Le regioni della mappa di microscopia crioelettronica dotate di coordinate atomiche di un virus adeno-associato sono mostrate qui. Densità EM ben definite consentono di montare catene laterali di singoli amminoacidi, molecole d'acqua e ioni di magnesio. Le curve FSC calcolate utilizzando CryoSPARC v3, RELION-3 e Scipion indicano una risoluzione crescente in tutto il flusso di lavoro, stime di risoluzione in quattro diverse sezioni attraverso le strutture e istogrammi di risoluzione dimostrano il miglioramento incrementale della risoluzione locale tra le mappe in tutto il flusso di lavoro.
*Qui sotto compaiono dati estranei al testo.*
//! Protocol error types.

use thiserror::Error;

/// Protocol-level errors raised while validating headers, reassembling
/// streams, or decoding message bodies.
///
/// None of these are fatal to a capture session: the reassembler turns them
/// into discard events and the router turns decode failures into `None`.
#[derive(Debug, Error)]
pub enum ProtocolError {
    #[error("frame too short: {length} bytes (min {min})")]
    FrameTooShort { length: u32, min: u32 },

    #[error("frame too large: {length} bytes (max {max})")]
    FrameTooLarge { length: u32, max: u32 },

    #[error("invalid reserved header value: {0:#06x}")]
    InvalidReserved(u16),

    #[error("unknown command code: {0}")]
    UnknownCommand(u16),

    #[error("reassembly buffer overflow: {size} bytes (max {max})")]
    BufferOverflow { size: usize, max: usize },

    #[error("incomplete frame: need {needed} more bytes")]
    IncompleteFrame { needed: usize },

    #[error("protobuf decode error: {0}")]
    Decode(#[from] prost::DecodeError),

    #[error("JSON error: {0}")]
    Json(#[from] serde_json::Error),
}

impl ProtocolError {
    /// Returns whether the error came from the 8-byte header rather than the
    /// buffer or the body.
    pub fn is_header_error(&self) -> bool {
        matches!(
            self,
            ProtocolError::FrameTooShort { .. }
                | ProtocolError::FrameTooLarge { .. }
                | ProtocolError::InvalidReserved(_)
                | ProtocolError::UnknownCommand(_)
        )
    }

    /// Short stable label used for discard counters and log fields.
    pub fn kind(&self) -> &'static str {
        match self {
            ProtocolError::FrameTooShort { .. } => "too_short",
            ProtocolError::FrameTooLarge { .. } => "too_large",
            ProtocolError::InvalidReserved(_) => "invalid_reserved",
            ProtocolError::UnknownCommand(_) => "unknown_command",
            ProtocolError::BufferOverflow { .. } => "buffer_overflow",
            ProtocolError::IncompleteFrame { .. } => "incomplete",
            ProtocolError::Decode(_) => "decode",
            ProtocolError::Json(_) => "json",
        }
    }
}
La combinazione degli algoritmi di elaborazione crio-EM di CryoSPARC, RELION-3, Scipion e Phoenix ha portato a un aumento della risoluzione delle strutture virali adeno-associate da 2,9 a 2,3 angstrom attraverso la pipeline di elaborazione. È importante ricordare che i parametri specificati in ogni passaggio sono dipendenti dal campione e dal microscopio. Inoltre, la capacità di raggiungere un'alta risoluzione dipende in gran parte dalla qualità del campione e dei dati grezzi.
In questo video, presentiamo il robusto flusso di lavoro SP per l'elaborazione dei dati crio-EM su varie piattaforme software. Utilizzando questo approccio, è possibile implementare algoritmi per più programmi per perfezionare e convalidare le strutture criologiche. Questo flusso di lavoro può essere applicato ai calcoli di struttura di un'ampia varietà di assiemi macromolecolari.